Bibimbap was 2003's favorite Dish of the Future, an amalgam of meat, various vegetables and egg tossed together with hot rice and Korean chile paste, an infinitely adaptable formula killed by venal entrepreneurs, both in Los Angeles and in Seoul, who saw it as a way to repurpose their salad bars. You wouldn't think it would be possible to ruin bibimbap, but you would be wrong.

But while you may not see bibimbap drive-thrus at the moment, devotees soldiered on, both at specialist restaurants like Jeon Ju in Koreatown, which continues to serve bibimbap in its most traditional form, and at 24-hour places like the dive Hodori and BCD Tofu House, where the dish continues to have a place in the large, thriving pantheon of Korean drunk food. Soothing rice and egg, given an edge with the sharpness of gochujang, and the healthy rush of weird dried brackens – what could satisfy a trembly gut better? And then the fad for dolsot bibimbap hit: basically the same thing, but served in a superheated stone pot that seared the outer layer of the rice into scorched, sesame-oil-scented crustlets as crunchy as Pringles. Nature's perfect food!

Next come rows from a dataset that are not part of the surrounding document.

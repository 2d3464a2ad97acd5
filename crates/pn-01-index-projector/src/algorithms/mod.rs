//! Algorithms module for the Index Projector
//!
//! - Witness calculation with rollback exclusion
//! - Row mapping per update kind
//! - Writer-side sequential id assignment

pub mod row_mapper;
pub mod sequential_ids;
pub mod witness_calculator;

pub use row_mapper::{deduplication_columns, encode_trace_context, DeduplicationColumns, RowMapper};
pub use sequential_ids::assign_sequential_ids;
pub use witness_calculator::{reassignment_witnesses, visible_nodes, VisibleNode};
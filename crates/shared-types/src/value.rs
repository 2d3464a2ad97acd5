//! # Ledger Values
//!
//! Contract arguments, keys, choice arguments and results as they arrive from
//! the synchronization layer. The index never interprets them; it hands them
//! to an injected serializer.

use crate::identifiers::{ContractId, Party, Timestamp};
use serde::{Deserialize, Serialize};

/// A ledger value.
#[derive(Debug, Clone, PartialEq, Eq, Serialize, Deserialize)]
pub enum Value {
    Unit,
    Bool(bool),
    Int64(i64),
    /// Decimal kept in its canonical textual form.
    Numeric(String),
    Text(String),
    Timestamp(Timestamp),
    Party(Party),
    ContractId(ContractId),
    Optional(Option<Box<Value>>),
    List(Vec<Value>),
    /// Record fields in declaration order.
    Record(Vec<(String, Value)>),
    Variant {
        constructor: String,
        value: Box<Value>,
    },
}

impl Value {
    /// Record from `(field, value)` pairs.
    pub fn record<I, S>(fields: I) -> Self
    where
        I: IntoIterator<Item = (S, Value)>,
        S: Into<String>,
    {
        Value::Record(
            fields
                .into_iter()
                .map(|(name, value)| (name.into(), value))
                .collect(),
        )
    }

    pub fn text(value: impl Into<String>) -> Self {
        Value::Text(value.into())
    }
}

/// A value tagged with the transaction version it was produced under.
#[derive(Debug, Clone, PartialEq, Eq, Serialize, Deserialize)]
pub struct VersionedValue {
    pub version: u32,
    pub value: Value,
}

impl VersionedValue {
    /// Current transaction version used by fresh submissions.
    pub const LATEST_VERSION: u32 = 31;

    pub fn new(version: u32, value: Value) -> Self {
        Self { version, value }
    }

    /// Tag a value with [`Self::LATEST_VERSION`].
    pub fn latest(value: Value) -> Self {
        Self::new(Self::LATEST_VERSION, value)
    }
}
//! Adapters module for the Index Projector
//!
//! Default production strategies plugged into the outbound ports.

pub mod compression;
pub mod serialization;

pub use compression::{NoCompression, ZstdFieldCompressor};
pub use serialization::BincodeValueSerializer;
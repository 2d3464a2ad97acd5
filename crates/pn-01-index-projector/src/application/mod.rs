//! Application layer for the Index Projector
//!
//! - `service` - the `UpdateProjector` orchestrator
//! - `batch` - ordered projection of update runs

pub mod batch;
pub mod service;

pub use batch::{project_batch, PARALLEL_THRESHOLD};
pub use service::UpdateProjector;
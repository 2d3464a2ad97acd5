//! # Shared Types Crate
//!
//! Ledger data that crosses subsystem boundaries: identifiers, values,
//! committed transaction trees and the updates delivered by the
//! synchronization layer.
//!
//! ## Design Principles
//!
//! - **Single Source of Truth**: Every subsystem consuming updates uses these
//!   definitions.
//! - **Closed Sum Types**: `Update` and `Node` are exhaustive enums; adding a
//!   variant is a compile error for every consumer that matches on them.
//! - **Arena Trees**: Transaction nodes are addressed by stable `NodeId`s.

pub mod errors;
pub mod identifiers;
pub mod transaction;
pub mod update;
pub mod value;

pub use errors::*;
pub use identifiers::*;
pub use transaction::*;
pub use update::*;
pub use value::*;
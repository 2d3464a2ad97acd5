//! # Update Kind Coverage
//!
//! Completions, party management, topology, positions, strategy failures and
//! the writer-side sequencing of projected batches.

mod common;

use common::*;
use pn_01_index_projector::{
    assign_sequential_ids, project_batch, CompressionError, CompressionStrategy, EventSequentialId,
    FieldCompressor, IndexRow, ProjectionError, SerializationError, UpdateProjection,
    UpdateProjector, ValueSerializer, ZstdFieldCompressor,
};
use shared_types::{
    AuthorizationEvent, AuthorizationLevel, CommandRejected, ContractId, DeduplicationPeriod,
    DomainId, DomainIndex, Offset, ParticipantId, PartyAddedToParticipant, RejectionReason,
    RequestIndex, SequencerIndex, SequencerIndexMoved, TemplateId, Timestamp, TopologyEvent,
    TopologyTransactionEffective, TraceContext, TracedUpdate, TransactionBuilder, Update, UpdateId,
    VersionedValue,
};
use std::collections::BTreeMap;
use std::sync::Arc;
use std::time::Duration;
use uuid::Uuid;

// =============================================================================
// TEST DOUBLES
// =============================================================================

struct FailingSerializer;

impl ValueSerializer for FailingSerializer {
    fn serialize_value(
        &self,
        contract_id: &ContractId,
        _value: &VersionedValue,
    ) -> Result<Vec<u8>, SerializationError> {
        Err(SerializationError::new(contract_id.to_string(), "unsupported value"))
    }
}

struct FailingCompressor;

impl FieldCompressor for FailingCompressor {
    fn algorithm_id(&self) -> Option<i32> {
        Some(99)
    }

    fn compress(&self, _bytes: Vec<u8>) -> Result<Vec<u8>, CompressionError> {
        Err(CompressionError::Rejected("payload too large".to_string()))
    }
}
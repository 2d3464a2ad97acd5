//! # Committed Transaction Trees
//!
//! A transaction is an arena of [`Node`]s keyed by [`NodeId`] plus an ordered
//! list of root ids. Exercise and rollback nodes reference their children by
//! id, so the tree has no pointer cycles and any node is reachable in O(log n).
//!
//! Ids are handed out by [`TransactionBuilder`] in construction order; a
//! depth-first construction therefore yields pre-order ids. Consumers walk
//! the tree from the roots and never rely on id order.

use crate::errors::TransactionError;
use crate::identifiers::{ContractId, NodeId, PackageName, Party, TemplateId};
use crate::value::VersionedValue;
use serde::{Deserialize, Serialize};
use std::collections::{BTreeMap, BTreeSet};

/// Contract key together with the parties maintaining it.
#[derive(Debug, Clone, PartialEq, Eq, Serialize, Deserialize)]
pub struct KeyWithMaintainers {
    pub value: VersionedValue,
    pub maintainers: BTreeSet<Party>,
}

impl KeyWithMaintainers {
    pub fn new(value: VersionedValue, maintainers: impl IntoIterator<Item = Party>) -> Self {
        Self {
            value,
            maintainers: maintainers.into_iter().collect(),
        }
    }
}

/// Contract creation.
#[derive(Debug, Clone, PartialEq, Eq, Serialize, Deserialize)]
pub struct CreateNode {
    pub contract_id: ContractId,
    pub template_id: TemplateId,
    pub package_name: PackageName,
    pub argument: VersionedValue,
    pub signatories: BTreeSet<Party>,
    pub observers: BTreeSet<Party>,
    pub key: Option<KeyWithMaintainers>,
}

impl CreateNode {
    pub fn new(contract_id: ContractId, template_id: TemplateId, argument: VersionedValue) -> Self {
        Self {
            contract_id,
            template_id,
            package_name: PackageName::new("default"),
            argument,
            signatories: BTreeSet::new(),
            observers: BTreeSet::new(),
            key: None,
        }
    }

    pub fn with_package_name(mut self, package_name: PackageName) -> Self {
        self.package_name = package_name;
        self
    }

    pub fn with_signatories(mut self, parties: impl IntoIterator<Item = Party>) -> Self {
        self.signatories = parties.into_iter().collect();
        self
    }

    pub fn with_observers(mut self, parties: impl IntoIterator<Item = Party>) -> Self {
        self.observers = parties.into_iter().collect();
        self
    }

    pub fn with_key(mut self, key: KeyWithMaintainers) -> Self {
        self.key = Some(key);
        self
    }

    /// Signatories and observers.
    pub fn stakeholders(&self) -> BTreeSet<Party> {
        self.signatories.union(&self.observers).cloned().collect()
    }
}

/// Choice exercise on an existing contract.
#[derive(Debug, Clone, PartialEq, Eq, Serialize, Deserialize)]
pub struct ExerciseNode {
    pub target_contract_id: ContractId,
    pub template_id: TemplateId,
    pub interface_id: Option<TemplateId>,
    pub package_name: PackageName,
    pub choice_id: String,
    pub consuming: bool,
    pub acting_parties: BTreeSet<Party>,
    pub choice_observers: BTreeSet<Party>,
    /// Signatories of the target contract.
    pub signatories: BTreeSet<Party>,
    /// Observers of the target contract.
    pub observers: BTreeSet<Party>,
    pub chosen_value: VersionedValue,
    pub exercise_result: Option<VersionedValue>,
    pub key: Option<KeyWithMaintainers>,
    pub children: Vec<NodeId>,
}

impl ExerciseNode {
    pub fn new(
        target_contract_id: ContractId,
        template_id: TemplateId,
        choice_id: impl Into<String>,
        consuming: bool,
        chosen_value: VersionedValue,
    ) -> Self {
        Self {
            target_contract_id,
            template_id,
            interface_id: None,
            package_name: PackageName::new("default"),
            choice_id: choice_id.into(),
            consuming,
            acting_parties: BTreeSet::new(),
            choice_observers: BTreeSet::new(),
            signatories: BTreeSet::new(),
            observers: BTreeSet::new(),
            chosen_value,
            exercise_result: None,
            key: None,
            children: Vec::new(),
        }
    }

    pub fn with_acting_parties(mut self, parties: impl IntoIterator<Item = Party>) -> Self {
        self.acting_parties = parties.into_iter().collect();
        self
    }

    pub fn with_choice_observers(mut self, parties: impl IntoIterator<Item = Party>) -> Self {
        self.choice_observers = parties.into_iter().collect();
        self
    }

    pub fn with_signatories(mut self, parties: impl IntoIterator<Item = Party>) -> Self {
        self.signatories = parties.into_iter().collect();
        self
    }

    pub fn with_observers(mut self, parties: impl IntoIterator<Item = Party>) -> Self {
        self.observers = parties.into_iter().collect();
        self
    }

    pub fn with_result(mut self, result: VersionedValue) -> Self {
        self.exercise_result = Some(result);
        self
    }

    pub fn with_key(mut self, key: KeyWithMaintainers) -> Self {
        self.key = Some(key);
        self
    }

    pub fn with_package_name(mut self, package_name: PackageName) -> Self {
        self.package_name = package_name;
        self
    }

    pub fn with_interface(mut self, interface_id: TemplateId) -> Self {
        self.interface_id = Some(interface_id);
        self
    }

    /// Signatories and observers of the target contract.
    pub fn stakeholders(&self) -> BTreeSet<Party> {
        self.signatories.union(&self.observers).cloned().collect()
    }
}

/// Contract fetch. Never indexed.
#[derive(Debug, Clone, PartialEq, Eq, Serialize, Deserialize)]
pub struct FetchNode {
    pub contract_id: ContractId,
    pub template_id: TemplateId,
    pub acting_parties: BTreeSet<Party>,
    pub signatories: BTreeSet<Party>,
    pub observers: BTreeSet<Party>,
}

/// Key lookup. Never indexed.
#[derive(Debug, Clone, PartialEq, Eq, Serialize, Deserialize)]
pub struct LookupByKeyNode {
    pub template_id: TemplateId,
    pub key: KeyWithMaintainers,
    pub result: Option<ContractId>,
}

/// Grouping of actions that were rolled back.
#[derive(Debug, Clone, Default, PartialEq, Eq, Serialize, Deserialize)]
pub struct RollbackNode {
    pub children: Vec<NodeId>,
}

/// A transaction node.
#[derive(Debug, Clone, PartialEq, Eq, Serialize, Deserialize)]
pub enum Node {
    Create(CreateNode),
    Exercise(ExerciseNode),
    Fetch(FetchNode),
    LookupByKey(LookupByKeyNode),
    Rollback(RollbackNode),
}

impl Node {
    /// Child ids, empty for leaf nodes.
    pub fn children(&self) -> &[NodeId] {
        match self {
            Node::Exercise(exercise) => &exercise.children,
            Node::Rollback(rollback) => &rollback.children,
            Node::Create(_) | Node::Fetch(_) | Node::LookupByKey(_) => &[],
        }
    }

    /// Short name used in logs and errors.
    pub fn kind(&self) -> &'static str {
        match self {
            Node::Create(_) => "create",
            Node::Exercise(_) => "exercise",
            Node::Fetch(_) => "fetch",
            Node::LookupByKey(_) => "lookup-by-key",
            Node::Rollback(_) => "rollback",
        }
    }

    fn children_mut(&mut self) -> Option<&mut Vec<NodeId>> {
        match self {
            Node::Exercise(exercise) => Some(&mut exercise.children),
            Node::Rollback(rollback) => Some(&mut rollback.children),
            Node::Create(_) | Node::Fetch(_) | Node::LookupByKey(_) => None,
        }
    }
}

impl From<CreateNode> for Node {
    fn from(node: CreateNode) -> Self {
        Node::Create(node)
    }
}

impl From<ExerciseNode> for Node {
    fn from(node: ExerciseNode) -> Self {
        Node::Exercise(node)
    }
}

impl From<FetchNode> for Node {
    fn from(node: FetchNode) -> Self {
        Node::Fetch(node)
    }
}

impl From<LookupByKeyNode> for Node {
    fn from(node: LookupByKeyNode) -> Self {
        Node::LookupByKey(node)
    }
}

impl From<RollbackNode> for Node {
    fn from(node: RollbackNode) -> Self {
        Node::Rollback(node)
    }
}

/// An immutable committed transaction.
#[derive(Debug, Clone, Default, PartialEq, Eq, Serialize, Deserialize)]
pub struct Transaction {
    nodes: BTreeMap<NodeId, Node>,
    roots: Vec<NodeId>,
}

impl Transaction {
    /// Assemble a transaction from an existing arena.
    ///
    /// No structural validation is performed; consumers must treat dangling
    /// ids as malformed input. Prefer [`TransactionBuilder`].
    pub fn from_parts(nodes: BTreeMap<NodeId, Node>, roots: Vec<NodeId>) -> Self {
        Self { nodes, roots }
    }

    pub fn roots(&self) -> &[NodeId] {
        &self.roots
    }

    pub fn node(&self, node_id: NodeId) -> Option<&Node> {
        self.nodes.get(&node_id)
    }

    pub fn len(&self) -> usize {
        self.nodes.len()
    }

    pub fn is_empty(&self) -> bool {
        self.nodes.is_empty()
    }
}

/// Builds a [`Transaction`], assigning node ids in insertion order.
///
/// Ids come out in pre-order only when the tree is built depth-first: all
/// descendants of a node are added before its next sibling. Adding a child to
/// an earlier parent later on is allowed and gives that child a larger id
/// than nodes that follow it in the tree.
///
/// Children lists are owned by the builder: any children already present on
/// an inserted node are discarded.
#[derive(Debug, Default)]
pub struct TransactionBuilder {
    nodes: BTreeMap<NodeId, Node>,
    roots: Vec<NodeId>,
    next_id: u32,
}

impl TransactionBuilder {
    pub fn new() -> Self {
        Self::default()
    }

    /// Append a root node.
    pub fn add(&mut self, node: impl Into<Node>) -> NodeId {
        let node_id = self.insert(node.into());
        self.roots.push(node_id);
        node_id
    }

    /// Append `node` as the last child of `parent`.
    pub fn add_child(
        &mut self,
        parent: NodeId,
        node: impl Into<Node>,
    ) -> Result<NodeId, TransactionError> {
        let parent_node = self
            .nodes
            .get(&parent)
            .ok_or(TransactionError::UnknownParent(parent))?;
        if !matches!(parent_node, Node::Exercise(_) | Node::Rollback(_)) {
            return Err(TransactionError::LeafParent {
                parent,
                kind: parent_node.kind(),
            });
        }

        let node_id = self.insert(node.into());
        if let Some(children) = self.nodes.get_mut(&parent).and_then(Node::children_mut) {
            children.push(node_id);
        }
        Ok(node_id)
    }

    pub fn build(self) -> Transaction {
        Transaction {
            nodes: self.nodes,
            roots: self.roots,
        }
    }

    fn insert(&mut self, mut node: Node) -> NodeId {
        if let Some(children) = node.children_mut() {
            children.clear();
        }
        let node_id = NodeId(self.next_id);
        self.next_id += 1;
        self.nodes.insert(node_id, node);
        node_id
    }
}
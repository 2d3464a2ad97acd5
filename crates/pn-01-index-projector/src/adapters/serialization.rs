//! Bincode value serializer.
//!
//! Encodes the versioned value as a whole, version tag included. Bincode is
//! deterministic for the closed [`shared_types::Value`] type: records keep
//! their field order and party sets are ordered.

use crate::domain::errors::SerializationError;
use crate::ports::outbound::ValueSerializer;
use shared_types::{ContractId, VersionedValue};

#[derive(Debug, Clone, Copy, Default)]
pub struct BincodeValueSerializer;

impl ValueSerializer for BincodeValueSerializer {
    fn serialize_value(
        &self,
        contract_id: &ContractId,
        value: &VersionedValue,
    ) -> Result<Vec<u8>, SerializationError> {
        bincode::serialize(value)
            .map_err(|e| SerializationError::new(contract_id.to_string(), e.to_string()))
    }
}
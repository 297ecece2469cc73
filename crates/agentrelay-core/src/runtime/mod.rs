pub mod readiness;
pub mod supervisor;

pub use readiness::{LineBuffer, Readiness, StdoutDecoder, parse_readiness_line};
pub use supervisor::{
    ExitPhase, RuntimeEvent, RuntimeStatus, RuntimeSupervisor, StartOutcome, SupervisorError,
};
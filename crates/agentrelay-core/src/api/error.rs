use eventsource_stream::EventStreamError;
use thiserror::Error;

#[derive(Error, Debug, Clone, PartialEq, Eq)]
pub enum SseParseError {
    #[error("UTF-8 error: {details}")]
    Utf8 { details: String },
    #[error("Parse error: {details}")]
    Parser { details: String },
    #[error("Transport error: {details}")]
    Transport { details: String },
}

impl<E> From<EventStreamError<E>> for SseParseError
where
    E: std::error::Error,
{
    fn from(err: EventStreamError<E>) -> Self {
        match err {
            EventStreamError::Utf8(err) => Self::Utf8 {
                details: err.to_string(),
            },
            EventStreamError::Parser(err) => Self::Parser {
                details: err.to_string(),
            },
            EventStreamError::Transport(err) => Self::Transport {
                details: err.to_string(),
            },
        }
    }
}

#[derive(Error, Debug)]
pub enum ApiError {
    #[error("Network error: {0}")]
    Network(#[from] reqwest::Error),

    #[error("{endpoint} returned {status}: {details}")]
    Status {
        endpoint: String,
        status: u16,
        details: String,
    },

    #[error("Not found: {endpoint}")]
    NotFound { endpoint: String },

    #[error("Run {run_id} already exists")]
    RunConflict { run_id: String },

    #[error("Invalid response from {endpoint}: {details}")]
    Decode { endpoint: String, details: String },

    #[error("Event stream error: {0}")]
    Stream(#[from] SseParseError),

    #[error("Malformed {event} event: {details}")]
    MalformedEvent { event: String, details: String },
}

impl ApiError {
    pub fn status_code(&self) -> Option<u16> {
        match self {
            Self::Status { status, .. } => Some(*status),
            Self::NotFound { .. } => Some(404),
            Self::RunConflict { .. } => Some(409),
            Self::Network(e) => e.status().map(|s| s.as_u16()),
            _ => None,
        }
    }
}
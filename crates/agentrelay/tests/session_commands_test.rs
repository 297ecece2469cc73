use std::path::Path;

use agentrelay::build_context;
use agentrelay::cli::{Cli, SessionCommands};
use agentrelay::commands::Command;
use agentrelay::commands::session::SessionCommand;
use agentrelay_core::AppContext;
use clap::Parser;
use tempfile::TempDir;

async fn context(dir: &Path) -> AppContext {
    let store = dir.join("sessions.json");
    let config = dir.join("config.toml");
    let cli = Cli::try_parse_from([
        "agentrelay",
        "--store",
        store.to_str().unwrap(),
        "--config",
        config.to_str().unwrap(),
        "session",
        "list",
    ])
    .unwrap();
    build_context(&cli).await.unwrap()
}

async fn run(ctx: &AppContext, command: SessionCommands) -> eyre::Result<()> {
    SessionCommand {
        command,
        ctx: ctx.clone(),
    }
    .execute()
    .await
}

#[tokio::test]
async fn session_lifecycle_is_persisted() {
    let dir = TempDir::new().unwrap();
    let ctx = context(dir.path()).await;

    run(&ctx, SessionCommands::Create {
        title: "Research".to_string(),
    })
    .await
    .unwrap();
    run(&ctx, SessionCommands::Create {
        title: "Scratch".to_string(),
    })
    .await
    .unwrap();

    let document = ctx.store().get_all().await;
    assert_eq!(document.sessions.len(), 2);
    let research = document
        .sessions
        .iter()
        .find(|s| s.title == "Research")
        .unwrap()
        .id
        .clone();
    let scratch = document.sessions[0].id.clone();
    assert_eq!(document.active_session_id.as_ref(), Some(&scratch));

    // A unique prefix is enough to address a session.
    let prefix = research.as_str()[..12].to_string();
    run(&ctx, SessionCommands::Select {
        session_id: prefix.clone(),
    })
    .await
    .unwrap();
    run(&ctx, SessionCommands::Rename {
        session_id: prefix,
        title: "Reading list".to_string(),
    })
    .await
    .unwrap();
    run(&ctx, SessionCommands::Show {
        session_id: research.as_str().to_string(),
    })
    .await
    .unwrap();
    run(&ctx, SessionCommands::List).await.unwrap();

    run(&ctx, SessionCommands::Delete {
        session_id: research.as_str().to_string(),
        force: true,
    })
    .await
    .unwrap();
    ctx.shutdown().await.unwrap();

    let reopened = context(dir.path()).await;
    let document = reopened.store().get_all().await;
    assert_eq!(document.sessions.len(), 1);
    assert_eq!(document.sessions[0].title, "Scratch");
    // Deleting the active session moved the pointer to the remaining one.
    assert_eq!(document.active_session_id.as_ref(), Some(&scratch));
}

#[tokio::test]
async fn unknown_sessions_are_reported() {
    let dir = TempDir::new().unwrap();
    let ctx = context(dir.path()).await;

    let err = run(&ctx, SessionCommands::Select {
        session_id: "does-not-exist".to_string(),
    })
    .await
    .unwrap_err();
    assert!(err.to_string().contains("No session matches 'does-not-exist'"));
    assert_eq!(ctx.store().active_session_id().await, None);
}
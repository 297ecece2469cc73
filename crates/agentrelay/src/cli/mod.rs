pub mod args;
pub mod config;

pub use args::{Cli, Commands, SessionCommands, SettingsCommands};
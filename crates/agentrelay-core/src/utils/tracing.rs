use chrono::Local;
use std::io;
use tracing_appender::rolling;
use tracing_subscriber::{
    EnvFilter,
    fmt::{self, format::FmtSpan},
    prelude::*,
};

use super::paths::AppPaths;

/// Initialize tracing with a file logger writing to a timestamp-named file in
/// the user data directory. Filtering is read from `RUST_LOG`.
pub fn init_tracing() -> io::Result<()> {
    let timestamp = Local::now().format("%Y%m%d_%H%M%S");

    if let Some(log_dir) = AppPaths::log_dir() {
        std::fs::create_dir_all(&log_dir)?;

        let file_name = format!("agentrelay-{timestamp}.log");
        let file_appender = rolling::never(&log_dir, &file_name);

        let subscriber = tracing_subscriber::registry()
            .with(
                fmt::Layer::new()
                    .with_writer(file_appender)
                    .with_ansi(false)
                    .with_span_events(FmtSpan::CLOSE)
                    .with_file(true)
                    .with_line_number(true),
            )
            .with(EnvFilter::from_default_env());

        tracing::subscriber::set_global_default(subscriber).map_err(io::Error::other)?;

        tracing::debug!(
            target: "agentrelay::utils::tracing",
            path = %log_dir.join(file_name).display(),
            "Tracing initialized with file output"
        );
    } else {
        // No data dir; stderr keeps stdout free for command output.
        let subscriber = tracing_subscriber::registry()
            .with(
                fmt::Layer::default()
                    .with_writer(io::stderr)
                    .with_ansi(true)
                    .with_target(true),
            )
            .with(EnvFilter::from_default_env());

        tracing::subscriber::set_global_default(subscriber).map_err(io::Error::other)?;

        tracing::debug!(
            target: "agentrelay::utils::tracing",
            "Tracing initialized with stderr output"
        );
    }

    Ok(())
}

Still, even I am finding it hard to explain why the new twist on dolsot bibimbap at Cham, a self-proclaimed Korean bistro in Pasadena, is making me so happy. Cham is about as far from a 4 a.m. dive as you can get – it's basically a streamlined quick-meal place in an office district, like Chego as imagined by a corporate consultant instead of a demented kitchen genius. The menu focuses on its version of ssam, which involves mounds of grilled meat or tofu, sesame noodles, carefully meted out ggaenip leaves and pickles, and a stack of butter-lettuce leaves in which to wrap it all into little Korean tacos. It's all very tasty, very clean, and the customers never have to acknowledge the existence of kimchi.

Cham's version of dolsot bibimbap comes out sizzling loudly in a oven-hot cast-iron skillet like a truckstop breakfast special, a potholder affixed neatly to the handle, a smoking chicken egg dominating the middle of the pan as it does in every skillet meal ever served. Is it the best bibimbap in town? It's tasty enough, but it probably wouldn't rank among the best few dozen. Still – the idea of a shotgun marriage between North Jeolla Province and the Cracker Barrel is kind of cool. And if you avoid messing with it too much, if you squirt the chile paste in at the right time, it does indeed form a solid, reputable crust.